If A = [[a, b], [0, 1]], prove that A^n = [[a^n, b((a^n-1)/(a-1))], [0, 1]] for every positive integer n.

Prove Aⁿ for General Matrix

Question

If \[ A = \begin{bmatrix} a & b \\ 0 & 1 \end{bmatrix} \] prove that \[ A^n = \begin{bmatrix} a^n & b\frac{a^n – 1}{a – 1} \\ 0 & 1 \end{bmatrix} \] for every positive integer \(n\).
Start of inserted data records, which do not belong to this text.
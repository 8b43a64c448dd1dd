use std::fmt;

use serde::{Deserialize, Deserializer, Serialize, Serializer, de};

use super::{element::ElementType, stat::StatKey, status::StatusKind};

use self::table::MOVES;

#[derive(Debug, Clone, Copy, PartialEq, Eq, Hash, derive_more::IsVariant)]
pub enum MoveCategory {
    Physical,
    Special,
    Status,
}

/// What a move does beyond (or instead of) direct damage.
#[derive(Debug, Clone, Copy, PartialEq, Eq)]
pub enum MoveEffect {
    None,
    /// Chance (percent) to inflict a status on the target after a damaging hit.
    Secondary { status: StatusKind, chance: u8 },
    /// Status move that inflicts a status on the target.
    InflictStatus(StatusKind),
    /// Status move that changes the user's stat stages.
    Boost(&'static [(StatKey, i8)]),
    /// Damaging move that lowers the user's own stages afterwards.
    SelfDrop(&'static [(StatKey, i8)]),
    /// User takes `1 / divisor` of the damage dealt.
    Recoil(u8),
    /// User recovers `1 / divisor` of the damage dealt.
    Drain(u8),
    /// User recovers half of its maximum HP.
    Heal,
    Protect,
    /// Deals damage equal to the user's level.
    FixedDamage,
    /// Power doubles while the user has a status condition.
    Facade,
    LeechSeed,
}

/// Static description of a move.
#[derive(Debug, Clone, Copy, PartialEq, Eq)]
pub struct MoveData {
    pub name: &'static str,
    pub ty: ElementType,
    pub category: MoveCategory,
    pub power: u16,
    /// `None` means the move never misses.
    pub accuracy: Option<u8>,
    pub priority: i8,
    pub pp: u8,
    pub effect: MoveEffect,
}

/// Index into the static move table.
#[derive(Clone, Copy, PartialEq, Eq, Hash, PartialOrd, Ord)]
pub struct MoveId(u16);

impl MoveId {
    /// Looks up a move by its kebab-case name (`"close-combat"`).
    #[must_use]
    pub fn from_name(name: &str) -> Option<Self> {
        let normalized = name.trim().to_ascii_lowercase().replace([' ', '_'], "-");
        MOVES
            .iter()
            .position(|m| m.name == normalized)
            .and_then(|i| u16::try_from(i).ok())
            .map(Self)
    }

    #[must_use]
    pub fn data(self) -> &'static MoveData {
        &MOVES[usize::from(self.0)]
    }

    #[must_use]
    pub fn name(self) -> &'static str {
        self.data().name
    }

    /// Every move in the table.
    pub fn all() -> impl Iterator<Item = Self> {
        (0..MOVES.len()).filter_map(|i| u16::try_from(i).ok().map(Self))
    }
}

impl fmt::Debug for MoveId {
    fn fmt(&self, f: &mut fmt::Formatter<'_>) -> fmt::Result {
        write!(f, "MoveId({})", self.name())
    }
}

impl fmt::Display for MoveId {
    fn fmt(&self, f: &mut fmt::Formatter<'_>) -> fmt::Result {
        f.write_str(self.name())
    }
}

impl Serialize for MoveId {
    fn serialize<S>(&self, serializer: S) -> Result<S::Ok, S::Error>
    where
        S: Serializer,
    {
        serializer.serialize_str(self.name())
    }
}

impl<'de> Deserialize<'de> for MoveId {
    fn deserialize<D>(deserializer: D) -> Result<Self, D::Error>
    where
        D: Deserializer<'de>,
    {
        let name = String::deserialize(deserializer)?;
        Self::from_name(&name).ok_or_else(|| de::Error::custom(format!("unknown move `{name}`")))
    }
}

/// Struggle is not part of any moveset; it is used when no move has PP left.
pub const STRUGGLE: MoveData = MoveData {
    name: "struggle",
    ty: ElementType::Normal,
    category: MoveCategory::Physical,
    power: 50,
    accuracy: None,
    priority: 0,
    pp: 0,
    effect: MoveEffect::Recoil(4),
};

/// The default pool evolvable combatants draw their movesets from.
pub const DEFAULT_MOVE_POOL: &[&str] = &[
    "superpower",
    "close-combat",
    "dragon-claw",
    "earthquake",
    "facade",
    "flare-blitz",
    "giga-drain",
    "ice-beam",
    "iron-head",
    "shadow-claw",
    "shadow-ball",
    "stealth-rock",
    "surf",
    "swords-dance",
    "thunderbolt",
    "u-turn",
    "discharge",
    "will-o-wisp",
    "stone-edge",
    "waterfall",
    "crunch",
    "poison-jab",
    "sucker-punch",
    "bullet-punch",
    "aqua-jet",
    "return",
    "brick-break",
    "rock-slide",
    "fire-punch",
    "ice-punch",
    "thunder-punch",
    "flamethrower",
    "fire-blast",
    "hydro-pump",
    "focus-blast",
    "energy-ball",
    "psychic",
    "dark-pulse",
    "dragon-pulse",
    "aura-sphere",
    "grass-knot",
    "sludge-bomb",
    "power-gem",
    "toxic",
    "protect",
    "recover",
    "roost",
    "calm-mind",
    "dragon-dance",
    "nasty-plot",
    "bulk-up",
    "taunt",
    "spikes",
    "toxic-spikes",
    "wish",
    "substitute",
    "leech-seed",
    "sleep-powder",
    "stun-spore",
];

const fn attack(
    name: &'static str,
    ty: ElementType,
    category: MoveCategory,
    power: u16,
    accuracy: u8,
    pp: u8,
) -> MoveData {
    MoveData {
        name,
        ty,
        category,
        power,
        accuracy: Some(accuracy),
        priority: 0,
        pp,
        effect: MoveEffect::None,
    }
}

const fn status(
    name: &'static str,
    ty: ElementType,
    accuracy: Option<u8>,
    pp: u8,
    effect: MoveEffect,
) -> MoveData {
    MoveData {
        name,
        ty,
        category: MoveCategory::Status,
        power: 0,
        accuracy,
        priority: 0,
        pp,
        effect,
    }
}

const fn with_effect(data: MoveData, effect: MoveEffect) -> MoveData {
    MoveData { effect, ..data }
}

const fn with_priority(data: MoveData, priority: i8) -> MoveData {
    MoveData { priority, ..data }
}

const fn sure_hit(data: MoveData) -> MoveData {
    MoveData {
        accuracy: None,
        ..data
    }
}

const fn secondary(status: StatusKind, chance: u8) -> MoveEffect {
    MoveEffect::Secondary { status, chance }
}

mod table {
    use super::{
        MoveCategory::{Physical, Special},
        MoveData, MoveEffect, attack, secondary, status, sure_hit, with_effect, with_priority,
    };
    use crate::core::{
        element::ElementType::{
            Bug, Dark, Dragon, Electric, Fighting, Fire, Flying, Ghost, Grass, Ground, Ice,
            Normal, Poison, Psychic, Rock, Steel, Water,
        },
        stat::StatKey::{Atk, Def, Spa, Spd, Spe},
        status::StatusKind::{self, Burn, Freeze, Paralysis, Sleep, Toxic},
    };

    #[rustfmt::skip]
    pub(super) static MOVES: &[MoveData] = &[
        // physical
        with_effect(attack("superpower", Fighting, Physical, 120, 100, 5), MoveEffect::SelfDrop(&[(Atk, -1), (Def, -1)])),
        with_effect(attack("close-combat", Fighting, Physical, 120, 100, 5), MoveEffect::SelfDrop(&[(Def, -1), (Spd, -1)])),
        attack("dragon-claw", Dragon, Physical, 80, 100, 15),
        attack("earthquake", Ground, Physical, 100, 100, 10),
        with_effect(attack("facade", Normal, Physical, 70, 100, 20), MoveEffect::Facade),
        with_effect(attack("flare-blitz", Fire, Physical, 120, 100, 15), MoveEffect::Recoil(3)),
        attack("iron-head", Steel, Physical, 80, 100, 15),
        attack("shadow-claw", Ghost, Physical, 70, 100, 15),
        attack("u-turn", Bug, Physical, 70, 100, 20),
        attack("stone-edge", Rock, Physical, 100, 80, 5),
        attack("waterfall", Water, Physical, 80, 100, 15),
        attack("crunch", Dark, Physical, 80, 100, 15),
        with_effect(attack("poison-jab", Poison, Physical, 80, 100, 20), secondary(StatusKind::Poison, 30)),
        with_priority(attack("sucker-punch", Dark, Physical, 70, 100, 5), 1),
        with_priority(attack("bullet-punch", Steel, Physical, 40, 100, 30), 1),
        with_priority(attack("aqua-jet", Water, Physical, 40, 100, 20), 1),
        with_priority(attack("extreme-speed", Normal, Physical, 80, 100, 5), 2),
        attack("return", Normal, Physical, 102, 100, 20),
        attack("brick-break", Fighting, Physical, 75, 100, 15),
        attack("rock-slide", Rock, Physical, 75, 90, 10),
        with_effect(attack("fire-punch", Fire, Physical, 75, 100, 15), secondary(Burn, 10)),
        with_effect(attack("ice-punch", Ice, Physical, 75, 100, 15), secondary(Freeze, 10)),
        with_effect(attack("thunder-punch", Electric, Physical, 75, 100, 15), secondary(Paralysis, 10)),
        with_effect(attack("fire-fang", Fire, Physical, 65, 95, 15), secondary(Burn, 10)),
        attack("bug-bite", Bug, Physical, 60, 100, 20),
        with_effect(attack("seismic-toss", Fighting, Physical, 0, 100, 20), MoveEffect::FixedDamage),
        // special
        with_effect(attack("giga-drain", Grass, Special, 75, 100, 10), MoveEffect::Drain(2)),
        with_effect(attack("ice-beam", Ice, Special, 90, 100, 10), secondary(Freeze, 10)),
        attack("shadow-ball", Ghost, Special, 80, 100, 15),
        attack("surf", Water, Special, 90, 100, 15),
        with_effect(attack("thunderbolt", Electric, Special, 90, 100, 15), secondary(Paralysis, 10)),
        with_effect(attack("discharge", Electric, Special, 80, 100, 15), secondary(Paralysis, 30)),
        with_effect(attack("flamethrower", Fire, Special, 90, 100, 15), secondary(Burn, 10)),
        with_effect(attack("fire-blast", Fire, Special, 110, 85, 5), secondary(Burn, 10)),
        attack("hydro-pump", Water, Special, 110, 80, 5),
        attack("focus-blast", Fighting, Special, 120, 70, 5),
        attack("energy-ball", Grass, Special, 90, 100, 10),
        attack("psychic", Psychic, Special, 90, 100, 10),
        attack("dark-pulse", Dark, Special, 80, 100, 15),
        attack("dragon-pulse", Dragon, Special, 85, 100, 10),
        sure_hit(attack("aura-sphere", Fighting, Special, 80, 100, 20)),
        attack("grass-knot", Grass, Special, 80, 100, 20),
        with_effect(attack("sludge-bomb", Poison, Special, 90, 100, 10), secondary(StatusKind::Poison, 30)),
        attack("power-gem", Rock, Special, 80, 100, 20),
        with_effect(attack("lava-plume", Fire, Special, 80, 100, 15), secondary(Burn, 30)),
        attack("earth-power", Ground, Special, 90, 100, 10),
        attack("flash-cannon", Steel, Special, 80, 100, 10),
        with_effect(attack("overheat", Fire, Special, 130, 90, 5), MoveEffect::SelfDrop(&[(Spa, -2)])),
        // status
        status("stealth-rock", Rock, None, 20, MoveEffect::None),
        status("swords-dance", Normal, None, 20, MoveEffect::Boost(&[(Atk, 2)])),
        status("will-o-wisp", Fire, Some(85), 15, MoveEffect::InflictStatus(Burn)),
        status("toxic", Poison, Some(90), 10, MoveEffect::InflictStatus(Toxic)),
        with_priority(status("protect", Normal, None, 10, MoveEffect::Protect), 4),
        status("recover", Normal, None, 10, MoveEffect::Heal),
        status("roost", Flying, None, 10, MoveEffect::Heal),
        status("soft-boiled", Normal, None, 10, MoveEffect::Heal),
        status("calm-mind", Psychic, None, 20, MoveEffect::Boost(&[(Spa, 1), (Spd, 1)])),
        status("dragon-dance", Dragon, None, 20, MoveEffect::Boost(&[(Atk, 1), (Spe, 1)])),
        status("nasty-plot", Dark, None, 20, MoveEffect::Boost(&[(Spa, 2)])),
        status("bulk-up", Fighting, None, 20, MoveEffect::Boost(&[(Atk, 1), (Def, 1)])),
        status("taunt", Dark, Some(100), 20, MoveEffect::None),
        status("spikes", Ground, None, 20, MoveEffect::None),
        status("toxic-spikes", Poison, None, 20, MoveEffect::None),
        status("wish", Normal, None, 10, MoveEffect::Heal),
        status("substitute", Normal, None, 10, MoveEffect::None),
        status("leech-seed", Grass, Some(90), 10, MoveEffect::LeechSeed),
        status("sleep-powder", Grass, Some(75), 15, MoveEffect::InflictStatus(Sleep)),
        status("stun-spore", Grass, Some(75), 30, MoveEffect::InflictStatus(Paralysis)),
    ];
}

#[cfg(test)]
mod tests {
    use super::*;

    #[test]
    fn test_default_pool_is_fully_known() {
        for name in DEFAULT_MOVE_POOL {
            assert!(MoveId::from_name(name).is_some(), "missing move {name}");
        }
    }

    #[test]
    fn test_move_names_are_unique() {
        let mut names = MOVES.iter().map(|m| m.name).collect::<Vec<_>>();
        names.sort_unstable();
        let len = names.len();
        names.dedup();
        assert_eq!(len, names.len());
    }

    #[test]
    fn test_serde_uses_move_name() {
        let id = MoveId::from_name("Close Combat").unwrap();
        assert_eq!(serde_json::to_string(&id).unwrap(), "\"close-combat\"");
        let back: MoveId = serde_json::from_str("\"close-combat\"").unwrap();
        assert_eq!(back, id);
        assert!(serde_json::from_str::<MoveId>("\"splash\"").is_err());
    }

    #[test]
    fn test_priority_moves() {
        let id = MoveId::from_name("extreme-speed").unwrap();
        assert_eq!(id.data().priority, 2);
        assert!(id.data().category.is_physical());
    }
}
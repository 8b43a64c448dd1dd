//! Depth-limited adversarial search with alpha-beta pruning.
//!
//! One unit of depth is one full round: the searching side picks a move (max layer), the
//! opponent picks a reply (min layer), and only then is the turn resolved on a cloned
//! [`Battle`]. The search recurses from the resolved position with one less unit of depth
//! and scores leaves with [`static_eval::evaluate`].
//!
//! ```text
//! max: own move ──► min: reply ──► submit_turn(clone) ──► max (depth - 1) ...
//! ```
//!
//! # Determinism
//!
//! Each simulated turn draws its randomness from a [`Pcg32`] seeded by the decision seed
//! and the path of choices leading to it. Within a decision the tree is therefore a fixed
//! function of the position, and pruning can only skip subtrees, never change the chosen
//! move. Different decisions still differ because [`MinimaxSelector`] draws a fresh seed
//! from the caller's RNG every time.
//!
//! # Example
//!
//! ```
//! use std::sync::Arc;
//!
//! use pokevo_engine::{Battle, CombatantSpec, MoveChoice, MoveId, Nature, Side, SpeciesData, StatTable};
//! use pokevo_evaluator::minimax::{self, SearchParams};
//!
//! let spec = |name: &str, moves: &[&str]| {
//!     let species = SpeciesData::from_name(name).unwrap();
//!     Arc::new(CombatantSpec {
//!         name: name.to_owned(),
//!         base_stats: species.base_stats,
//!         types: species.types.iter().copied().collect(),
//!         ability: species.ability,
//!         nature: Nature::Hardy,
//!         evs: StatTable::splat(0),
//!         moves: moves.iter().map(|m| MoveId::from_name(m).unwrap()).collect(),
//!     })
//! };
//! let battle = Battle::start(
//!     spec("garchomp", &["dragon-claw", "earthquake"]),
//!     spec("heatran", &["lava-plume", "earth-power"]),
//! )
//! .unwrap();
//!
//! let outcome = minimax::search(&battle, Side::A, &SearchParams::default(), 42);
//! assert_eq!(outcome.choice, MoveChoice::Move(1));
//! ```

use pokevo_engine::{Battle, MAX_MOVES, MoveChoice, Side};
use rand::{RngCore, SeedableRng as _};
use rand_pcg::Pcg32;
use serde::{Deserialize, Serialize};

use crate::{
    move_selector::{MoveSelector, ordered_choices},
    static_eval,
};

/// Search configuration threaded through every call.
#[derive(Debug, Clone, Copy, PartialEq, Eq, Serialize, Deserialize)]
#[serde(default)]
pub struct SearchParams {
    /// Full rounds to look ahead.
    pub depth: u32,
    /// Enables alpha-beta cutoffs.
    pub pruning: bool,
}

impl Default for SearchParams {
    fn default() -> Self {
        Self {
            depth: 2,
            pruning: true,
        }
    }
}

/// Result of one search.
#[derive(Debug, Clone, Copy, PartialEq)]
pub struct SearchOutcome {
    pub choice: MoveChoice,
    pub score: f32,
    /// Simulated turns resolved during the search.
    pub nodes: u64,
}

/// Searches for the best move for `side`.
///
/// A side with a single legal choice gets it back immediately with zero nodes.
#[must_use]
pub fn search(battle: &Battle, side: Side, params: &SearchParams, seed: u64) -> SearchOutcome {
    let choices = ordered_choices(battle, side);
    if let [(only, _)] = choices.as_slice() {
        return SearchOutcome {
            choice: *only,
            score: static_eval::evaluate(battle, side),
            nodes: 0,
        };
    }

    let mut searcher = Searcher {
        side,
        params,
        seed,
        nodes: 0,
    };
    let depth = params.depth.max(1);
    let mut alpha = f32::NEG_INFINITY;
    let mut best: Option<(MoveChoice, f32)> = None;
    for (choice, _) in choices {
        let score = searcher.min_layer(battle, choice, depth, alpha, f32::INFINITY, seed);
        if best.is_none_or(|(_, best_score)| score > best_score) {
            best = Some((choice, score));
        }
        if params.pruning {
            alpha = alpha.max(score);
        }
    }

    let (choice, score) = best.unwrap_or_else(|| (choices_fallback(battle, side), 0.0));
    SearchOutcome {
        choice,
        score,
        nodes: searcher.nodes,
    }
}

fn choices_fallback(battle: &Battle, side: Side) -> MoveChoice {
    battle
        .legal_choices(side)
        .first()
        .copied()
        .unwrap_or(MoveChoice::Struggle)
}

struct Searcher<'a> {
    side: Side,
    params: &'a SearchParams,
    seed: u64,
    nodes: u64,
}

impl Searcher<'_> {
    fn max_layer(&mut self, battle: &Battle, depth: u32, mut alpha: f32, beta: f32, key: u64) -> f32 {
        if depth == 0 || battle.is_finished() {
            return static_eval::evaluate(battle, self.side);
        }
        let mut value = f32::NEG_INFINITY;
        for (choice, _) in ordered_choices(battle, self.side) {
            value = value.max(self.min_layer(battle, choice, depth, alpha, beta, key));
            if self.params.pruning {
                alpha = alpha.max(value);
                if alpha >= beta {
                    break;
                }
            }
        }
        value
    }

    fn min_layer(
        &mut self,
        battle: &Battle,
        own: MoveChoice,
        depth: u32,
        alpha: f32,
        mut beta: f32,
        key: u64,
    ) -> f32 {
        let opponent = self.side.opponent();
        let mut value = f32::INFINITY;
        let mut resolved = false;
        for (reply, _) in ordered_choices(battle, opponent) {
            let child_key = mix(key, depth, own, reply);
            let (a, b) = match self.side {
                Side::A => (own, reply),
                Side::B => (reply, own),
            };
            let mut next = battle.clone();
            let mut rng = Pcg32::seed_from_u64(self.seed ^ child_key);
            self.nodes += 1;
            if let Err(e) = next.submit_turn(a, b, &mut rng) {
                log::trace!("skipping unresolvable branch: {e}");
                continue;
            }
            resolved = true;
            value = value.min(self.max_layer(&next, depth - 1, alpha, beta, child_key));
            if self.params.pruning {
                beta = beta.min(value);
                if alpha >= beta {
                    break;
                }
            }
        }
        if resolved {
            value
        } else {
            static_eval::evaluate(battle, self.side)
        }
    }
}

fn choice_index(choice: MoveChoice) -> u64 {
    match choice {
        MoveChoice::Move(slot) => slot as u64,
        MoveChoice::Struggle => MAX_MOVES as u64,
    }
}

/// Derives a child path key (splitmix64 finalizer).
fn mix(parent: u64, depth: u32, own: MoveChoice, reply: MoveChoice) -> u64 {
    let step = (u64::from(depth) << 16) | (choice_index(own) << 8) | choice_index(reply);
    let mut z = parent
        .rotate_left(17)
        .wrapping_add(step)
        .wrapping_add(0x9e37_79b9_7f4a_7c15);
    z = (z ^ (z >> 30)).wrapping_mul(0xbf58_476d_1ce4_e5b9);
    z = (z ^ (z >> 27)).wrapping_mul(0x94d0_49bb_1331_11eb);
    z ^ (z >> 31)
}

/// Selects moves by [`search`], with a fresh decision seed per call.
#[derive(Debug, Default, Clone, Copy)]
pub struct MinimaxSelector {
    params: SearchParams,
}

impl MinimaxSelector {
    #[must_use]
    pub fn new(params: SearchParams) -> Self {
        Self { params }
    }
}

impl MoveSelector for MinimaxSelector {
    fn select_move(&self, battle: &Battle, side: Side, rng: &mut dyn RngCore) -> MoveChoice {
        let outcome = search(battle, side, &self.params, rng.next_u64());
        log::trace!(
            "{side} turn {}: {:?} scored {:.1} over {} nodes",
            battle.turn(),
            outcome.choice,
            outcome.score,
            outcome.nodes
        );
        outcome.choice
    }
}

#[cfg(test)]
mod tests {
    use std::sync::Arc;

    use pokevo_engine::{CombatantSpec, MoveId, Nature, SpeciesData, StatTable};
    use rand::{Rng as _, SeedableRng as _};

    use super::*;

    fn spec(species: &str, moves: &[&str]) -> Arc<CombatantSpec> {
        let data = SpeciesData::from_name(species).unwrap();
        Arc::new(CombatantSpec {
            name: species.to_owned(),
            base_stats: data.base_stats,
            types: data.types.iter().copied().collect(),
            ability: data.ability,
            nature: Nature::Hardy,
            evs: StatTable::splat(0),
            moves: moves.iter().map(|m| MoveId::from_name(m).unwrap()).collect(),
        })
    }

    fn matchups() -> Vec<Battle> {
        [
            (
                spec("garchomp", &["earthquake", "dragon-claw", "swords-dance", "stealth-rock"]),
                spec("salamence", &["dragon-dance", "dragon-claw", "earthquake", "roost"]),
            ),
            (
                spec("scizor", &["bullet-punch", "swords-dance", "roost", "u-turn"]),
                spec("blissey", &["seismic-toss", "toxic", "soft-boiled", "protect"]),
            ),
            (
                spec("lucario", &["close-combat", "swords-dance", "extreme-speed", "iron-head"]),
                spec("rotom", &["hydro-pump", "thunderbolt", "will-o-wisp", "shadow-ball"]),
            ),
        ]
        .into_iter()
        .map(|(a, b)| Battle::start(a, b).unwrap())
        .collect()
    }

    #[test]
    fn test_pruning_does_not_change_choice() {
        let mut rng = Pcg32::seed_from_u64(2024);
        for battle in matchups() {
            for side in Side::BOTH {
                for _ in 0..4 {
                    let seed = rng.random();
                    let full = search(
                        &battle,
                        side,
                        &SearchParams {
                            depth: 2,
                            pruning: false,
                        },
                        seed,
                    );
                    let pruned = search(&battle, side, &SearchParams::default(), seed);
                    assert_eq!(full.choice, pruned.choice);
                    assert!((full.score - pruned.score).abs() < 1e-3);
                    assert!(pruned.nodes <= full.nodes);
                }
            }
        }
    }

    #[test]
    fn test_pruning_cuts_nodes() {
        let battle = &matchups()[0];
        let full = search(
            battle,
            Side::A,
            &SearchParams {
                depth: 2,
                pruning: false,
            },
            7,
        );
        let pruned = search(battle, Side::A, &SearchParams::default(), 7);
        assert!(pruned.nodes < full.nodes);
    }

    #[test]
    fn test_single_choice_skips_search() {
        let battle = Battle::start(
            spec("blissey", &["seismic-toss"]),
            spec("garchomp", &["earthquake", "dragon-claw"]),
        )
        .unwrap();
        let outcome = search(&battle, Side::A, &SearchParams::default(), 0);
        assert_eq!(outcome.choice, MoveChoice::Move(0));
        assert_eq!(outcome.nodes, 0);
    }

    #[test]
    fn test_search_finds_knockout() {
        let battle = Battle::start(
            spec("garchomp", &["dragon-claw", "earthquake"]),
            spec("heatran", &["lava-plume", "earth-power"]),
        )
        .unwrap();
        let outcome = search(
            &battle,
            Side::A,
            &SearchParams {
                depth: 1,
                pruning: true,
            },
            1,
        );
        assert_eq!(outcome.choice, MoveChoice::Move(1));
        assert!(outcome.score > static_eval::FAINT_SCORE);
    }

    #[test]
    fn test_selector_returns_legal_choice() {
        let mut rng = Pcg32::seed_from_u64(5);
        let selector = MinimaxSelector::new(SearchParams {
            depth: 1,
            pruning: true,
        });
        for battle in matchups() {
            for side in Side::BOTH {
                let choice = selector.select_move(&battle, side, &mut rng);
                assert!(battle.legal_choices(side).contains(&choice));
            }
        }
    }
}
pub mod champion;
Solution (Mathematical Induction)

Step 1: Base Case (n = 1)

\[ A^1 = \begin{bmatrix} a & b \\ 0 & 1 \end{bmatrix} \] RHS: \[ \begin{bmatrix} a^1 & b\frac{a^1 – 1}{a – 1} \\ 0 & 1 \end{bmatrix} = \begin{bmatrix} a & b \end{bmatrix} \] ✔ True for \(n=1\)

Step 2: Assume for \(n = k\)

\[ A^k = \begin{bmatrix} a^k & b\frac{a^k – 1}{a – 1} \\ 0 & 1 \end{bmatrix} \]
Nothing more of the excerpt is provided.